Segment Start: Task data

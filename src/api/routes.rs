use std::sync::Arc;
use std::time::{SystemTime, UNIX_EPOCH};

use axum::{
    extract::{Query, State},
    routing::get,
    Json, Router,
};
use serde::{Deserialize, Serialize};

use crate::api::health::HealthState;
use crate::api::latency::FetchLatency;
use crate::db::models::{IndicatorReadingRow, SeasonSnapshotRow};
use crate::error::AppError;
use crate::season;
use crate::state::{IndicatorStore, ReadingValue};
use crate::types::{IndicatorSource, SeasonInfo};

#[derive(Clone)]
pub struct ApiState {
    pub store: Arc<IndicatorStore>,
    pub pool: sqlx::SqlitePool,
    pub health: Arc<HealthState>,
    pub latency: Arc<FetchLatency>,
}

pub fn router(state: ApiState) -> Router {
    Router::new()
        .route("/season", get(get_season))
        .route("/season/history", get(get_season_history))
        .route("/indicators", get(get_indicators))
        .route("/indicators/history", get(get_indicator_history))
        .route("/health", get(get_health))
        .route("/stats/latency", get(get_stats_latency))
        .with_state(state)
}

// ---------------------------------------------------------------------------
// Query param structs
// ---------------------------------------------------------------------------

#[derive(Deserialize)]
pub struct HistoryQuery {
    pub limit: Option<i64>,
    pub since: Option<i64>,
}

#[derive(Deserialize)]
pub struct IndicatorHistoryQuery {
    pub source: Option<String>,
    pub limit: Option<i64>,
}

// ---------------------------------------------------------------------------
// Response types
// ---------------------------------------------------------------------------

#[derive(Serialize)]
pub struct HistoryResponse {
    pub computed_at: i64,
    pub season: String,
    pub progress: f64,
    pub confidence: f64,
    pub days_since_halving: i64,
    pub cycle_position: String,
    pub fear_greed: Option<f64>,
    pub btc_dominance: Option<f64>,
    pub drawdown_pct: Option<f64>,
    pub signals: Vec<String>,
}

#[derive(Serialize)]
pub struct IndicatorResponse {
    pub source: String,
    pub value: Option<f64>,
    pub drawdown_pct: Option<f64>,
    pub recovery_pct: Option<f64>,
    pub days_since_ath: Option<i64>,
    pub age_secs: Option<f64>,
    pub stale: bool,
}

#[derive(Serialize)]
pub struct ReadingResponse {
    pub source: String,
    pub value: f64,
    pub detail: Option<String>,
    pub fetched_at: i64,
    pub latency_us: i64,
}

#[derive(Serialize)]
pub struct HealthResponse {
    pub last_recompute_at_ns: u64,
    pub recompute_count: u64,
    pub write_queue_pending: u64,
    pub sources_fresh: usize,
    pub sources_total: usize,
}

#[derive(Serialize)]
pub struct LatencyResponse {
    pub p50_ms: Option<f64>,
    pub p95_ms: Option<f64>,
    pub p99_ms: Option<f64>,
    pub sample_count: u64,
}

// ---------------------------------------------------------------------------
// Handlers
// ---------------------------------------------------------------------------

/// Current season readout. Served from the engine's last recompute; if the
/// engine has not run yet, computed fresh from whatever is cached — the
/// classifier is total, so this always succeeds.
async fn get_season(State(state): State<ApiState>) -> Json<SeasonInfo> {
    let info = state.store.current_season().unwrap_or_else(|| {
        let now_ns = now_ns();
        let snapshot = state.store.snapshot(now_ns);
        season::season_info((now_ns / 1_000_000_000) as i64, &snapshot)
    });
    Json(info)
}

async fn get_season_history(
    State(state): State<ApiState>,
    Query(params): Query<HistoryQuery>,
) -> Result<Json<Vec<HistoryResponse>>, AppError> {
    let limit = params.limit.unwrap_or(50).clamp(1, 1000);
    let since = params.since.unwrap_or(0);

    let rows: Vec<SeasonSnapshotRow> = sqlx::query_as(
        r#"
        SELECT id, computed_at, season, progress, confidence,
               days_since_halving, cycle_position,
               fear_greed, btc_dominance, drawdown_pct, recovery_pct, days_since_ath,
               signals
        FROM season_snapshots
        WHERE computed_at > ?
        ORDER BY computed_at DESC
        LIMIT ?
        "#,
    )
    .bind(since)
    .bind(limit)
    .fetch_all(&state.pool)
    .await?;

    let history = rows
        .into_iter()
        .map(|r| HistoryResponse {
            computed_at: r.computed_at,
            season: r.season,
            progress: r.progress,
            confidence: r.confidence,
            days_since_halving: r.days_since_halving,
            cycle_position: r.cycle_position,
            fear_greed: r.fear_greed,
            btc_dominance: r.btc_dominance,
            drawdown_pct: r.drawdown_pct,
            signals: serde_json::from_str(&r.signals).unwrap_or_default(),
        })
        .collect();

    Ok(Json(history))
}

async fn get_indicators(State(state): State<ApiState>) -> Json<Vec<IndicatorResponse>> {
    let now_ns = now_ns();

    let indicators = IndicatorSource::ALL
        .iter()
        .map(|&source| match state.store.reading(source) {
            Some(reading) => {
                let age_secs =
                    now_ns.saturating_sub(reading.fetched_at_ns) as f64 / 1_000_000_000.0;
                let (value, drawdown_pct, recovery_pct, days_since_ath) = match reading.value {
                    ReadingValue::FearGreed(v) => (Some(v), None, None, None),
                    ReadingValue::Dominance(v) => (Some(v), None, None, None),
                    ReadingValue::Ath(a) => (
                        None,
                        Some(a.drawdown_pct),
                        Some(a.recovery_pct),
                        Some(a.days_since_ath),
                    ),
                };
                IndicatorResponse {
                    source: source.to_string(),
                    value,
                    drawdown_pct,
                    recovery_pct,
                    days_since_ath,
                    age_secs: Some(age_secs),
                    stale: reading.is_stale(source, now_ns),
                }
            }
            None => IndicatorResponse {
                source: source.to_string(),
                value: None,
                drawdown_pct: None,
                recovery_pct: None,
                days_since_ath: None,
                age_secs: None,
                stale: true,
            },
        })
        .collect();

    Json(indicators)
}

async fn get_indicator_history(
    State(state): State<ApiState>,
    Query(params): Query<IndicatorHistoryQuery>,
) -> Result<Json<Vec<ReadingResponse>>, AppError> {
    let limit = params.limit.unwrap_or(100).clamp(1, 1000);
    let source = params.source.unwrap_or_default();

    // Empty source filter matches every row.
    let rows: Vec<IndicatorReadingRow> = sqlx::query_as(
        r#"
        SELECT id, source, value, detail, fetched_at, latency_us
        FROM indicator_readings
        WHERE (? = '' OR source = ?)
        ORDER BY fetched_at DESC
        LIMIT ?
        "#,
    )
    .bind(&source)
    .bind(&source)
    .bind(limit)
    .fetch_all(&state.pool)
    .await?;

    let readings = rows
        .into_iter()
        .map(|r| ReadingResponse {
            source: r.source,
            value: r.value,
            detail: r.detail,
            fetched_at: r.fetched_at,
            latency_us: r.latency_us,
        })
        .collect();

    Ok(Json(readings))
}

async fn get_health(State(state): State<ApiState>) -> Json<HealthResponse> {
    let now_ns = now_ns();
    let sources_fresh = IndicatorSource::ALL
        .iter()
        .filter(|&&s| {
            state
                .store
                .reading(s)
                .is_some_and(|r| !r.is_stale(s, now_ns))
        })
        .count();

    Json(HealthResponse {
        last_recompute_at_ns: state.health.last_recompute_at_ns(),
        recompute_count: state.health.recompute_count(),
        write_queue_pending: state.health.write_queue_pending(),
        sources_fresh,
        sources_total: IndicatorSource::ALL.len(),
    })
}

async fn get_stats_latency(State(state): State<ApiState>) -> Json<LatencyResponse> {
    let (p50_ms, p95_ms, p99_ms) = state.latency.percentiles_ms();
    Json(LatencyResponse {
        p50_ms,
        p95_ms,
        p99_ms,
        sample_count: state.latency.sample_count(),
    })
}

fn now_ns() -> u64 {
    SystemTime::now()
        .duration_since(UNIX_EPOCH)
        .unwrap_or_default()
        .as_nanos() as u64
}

Segment End: Task data

--- Exercise directions ---
Nothing in the records above may differ in your copy; retype them in full.

--- Answer below ---
filename src/api/routes.rs
use std::sync::Arc;
use std::time::{SystemTime, UNIX_EPOCH};

use axum::{
    extract::{Query, State},
    routing::get,
    Json, Router,
};
use serde::{Deserialize, Serialize};

use crate::api::health::HealthState;
use crate::api::latency::FetchLatency;
use crate::db::models::{IndicatorReadingRow, SeasonSnapshotRow};
use crate::error::AppError;
use crate::season;
use crate::state::{IndicatorStore, ReadingValue};
use crate::types::{IndicatorSource, SeasonInfo};

#[derive(Clone)]
pub struct ApiState {
    pub store: Arc<IndicatorStore>,
    pub pool: sqlx::SqlitePool,
    pub health: Arc<HealthState>,
    pub latency: Arc<FetchLatency>,
}

pub fn router(state: ApiState) -> Router {
    Router::new()
        .route("/season", get(get_season))
        .route("/season/history", get(get_season_history))
        .route("/indicators", get(get_indicators))
        .route("/indicators/history", get(get_indicator_history))
        .route("/health", get(get_health))
        .route("/stats/latency", get(get_stats_latency))
        .with_state(state)
}

// ---------------------------------------------------------------------------
// Query param structs
// ---------------------------------------------------------------------------

#[derive(Deserialize)]
pub struct HistoryQuery {
    pub limit: Option<i64>,
    pub since: Option<i64>,
}

#[derive(Deserialize)]
pub struct IndicatorHistoryQuery {
    pub source: Option<String>,
    pub limit: Option<i64>,
}

// ---------------------------------------------------------------------------
// Response types
// ---------------------------------------------------------------------------

#[derive(Serialize)]
pub struct HistoryResponse {
    pub computed_at: i64,
    pub season: String,
    pub progress: f64,
    pub confidence: f64,
    pub days_since_halving: i64,
    pub cycle_position: String,
    pub fear_greed: Option<f64>,
    pub btc_dominance: Option<f64>,
    pub drawdown_pct: Option<f64>,
    pub signals: Vec<String>,
}

#[derive(Serialize)]
pub struct IndicatorResponse {
    pub source: String,
    pub value: Option<f64>,
    pub drawdown_pct: Option<f64>,
    pub recovery_pct: Option<f64>,
    pub days_since_ath: Option<i64>,
    pub age_secs: Option<f64>,
    pub stale: bool,
}

#[derive(Serialize)]
pub struct ReadingResponse {
    pub source: String,
    pub value: f64,
    pub detail: Option<String>,
    pub fetched_at: i64,
    pub latency_us: i64,
}

#[derive(Serialize)]
pub struct HealthResponse {
    pub last_recompute_at_ns: u64,
    pub recompute_count: u64,
    pub write_queue_pending: u64,
    pub sources_fresh: usize,
    pub sources_total: usize,
}

#[derive(Serialize)]
pub struct LatencyResponse {
    pub p50_ms: Option<f64>,
    pub p95_ms: Option<f64>,
    pub p99_ms: Option<f64>,
    pub sample_count: u64,
}

// ---------------------------------------------------------------------------
// Handlers
// ---------------------------------------------------------------------------

/// Current season readout. Served from the engine's last recompute; if the
/// engine has not run yet, computed fresh from whatever is cached — the
/// classifier is total, so this always succeeds.
async fn get_season(State(state): State<ApiState>) -> Json<SeasonInfo> {
    let info = state.store.current_season().unwrap_or_else(|| {
        let now_ns = now_ns();
        let snapshot = state.store.snapshot(now_ns);
        season::season_info((now_ns / 1_000_000_000) as i64, &snapshot)
    });
    Json(info)
}

async fn get_season_history(
    State(state): State<ApiState>,
    Query(params): Query<HistoryQuery>,
) -> Result<Json<Vec<HistoryResponse>>, AppError> {
    let limit = params.limit.unwrap_or(50).clamp(1, 1000);
    let since = params.since.unwrap_or(0);

    let rows: Vec<SeasonSnapshotRow> = sqlx::query_as(
        r#"
        SELECT id, computed_at, season, progress, confidence,
               days_since_halving, cycle_position,
               fear_greed, btc_dominance, drawdown_pct, recovery_pct, days_since_ath,
               signals
        FROM season_snapshots
        WHERE computed_at > ?
        ORDER BY computed_at DESC
        LIMIT ?
        "#,
    )
    .bind(since)
    .bind(limit)
    .fetch_all(&state.pool)
    .await?;

    let history = rows
        .into_iter()
        .map(|r| HistoryResponse {
            computed_at: r.computed_at,
            season: r.season,
            progress: r.progress,
            confidence: r.confidence,
            days_since_halving: r.days_since_halving,
            cycle_position: r.cycle_position,
            fear_greed: r.fear_greed,
            btc_dominance: r.btc_dominance,
            drawdown_pct: r.drawdown_pct,
            signals: serde_json::from_str(&r.signals).unwrap_or_default(),
        })
        .collect();

    Ok(Json(history))
}

async fn get_indicators(State(state): State<ApiState>) -> Json<Vec<IndicatorResponse>> {
    let now_ns = now_ns();

    let indicators = IndicatorSource::ALL
        .iter()
        .map(|&source| match state.store.reading(source) {
            Some(reading) => {
                let age_secs =
                    now_ns.saturating_sub(reading.fetched_at_ns) as f64 / 1_000_000_000.0;
                let (value, drawdown_pct, recovery_pct, days_since_ath) = match reading.value {
                    ReadingValue::FearGreed(v) => (Some(v), None, None, None),
                    ReadingValue::Dominance(v) => (Some(v), None, None, None),
                    ReadingValue::Ath(a) => (
                        None,
                        Some(a.drawdown_pct),
                        Some(a.recovery_pct),
                        Some(a.days_since_ath),
                    ),
                };
                IndicatorResponse {
                    source: source.to_string(),
                    value,
                    drawdown_pct,
                    recovery_pct,
                    days_since_ath,
                    age_secs: Some(age_secs),
                    stale: reading.is_stale(source, now_ns),
                }
            }
            None => IndicatorResponse {
                source: source.to_string(),
                value: None,
                drawdown_pct: None,
                recovery_pct: None,
                days_since_ath: None,
                age_secs: None,
                stale: true,
            },
        })
        .collect();

    Json(indicators)
}

async fn get_indicator_history(
    State(state): State<ApiState>,
    Query(params): Query<IndicatorHistoryQuery>,
) -> Result<Json<Vec<ReadingResponse>>, AppError> {
    let limit = params.limit.unwrap_or(100).clamp(1, 1000);
    let source = params.source.unwrap_or_default();

    // Empty source filter matches every row.
    let rows: Vec<IndicatorReadingRow> = sqlx::query_as(
        r#"
        SELECT id, source, value, detail, fetched_at, latency_us
        FROM indicator_readings
        WHERE (? = '' OR source = ?)
        ORDER BY fetched_at DESC
        LIMIT ?
        "#,
    )
    .bind(&source)
    .bind(&source)
    .bind(limit)
    .fetch_all(&state.pool)
    .await?;

    let readings = rows
        .into_iter()
        .map(|r| ReadingResponse {
            source: r.source,
            value: r.value,
            detail: r.detail,
            fetched_at: r.fetched_at,
            latency_us: r.latency_us,
        })
        .collect();

    Ok(Json(readings))
}

async fn get_health(State(state): State<ApiState>) -> Json<HealthResponse> {
    let now_ns = now_ns();
    let sources_fresh = IndicatorSource::ALL
        .iter()
        .filter(|&&s| {
            state
                .store
                .reading(s)
                .is_some_and(|r| !r.is_stale(s, now_ns))
        })
        .count();

    Json(HealthResponse {
        last_recompute_at_ns: state.health.last_recompute_at_ns(),
        recompute_count: state.health.recompute_count(),
        write_queue_pending: state.health.write_queue_pending(),
        sources_fresh,
        sources_total: IndicatorSource::ALL.len(),
    })
}

async fn get_stats_latency(State(state): State<ApiState>) -> Json<LatencyResponse> {
    let (p50_ms, p95_ms, p99_ms) = state.latency.percentiles_ms();
    Json(LatencyResponse {
        p50_ms,
        p95_ms,
        p99_ms,
        sample_count: state.latency.sample_count(),
    })
}

fn now_ns() -> u64 {
    SystemTime::now()
        .duration_since(UNIX_EPOCH)
        .unwrap_or_default()
        .as_nanos() as u64
}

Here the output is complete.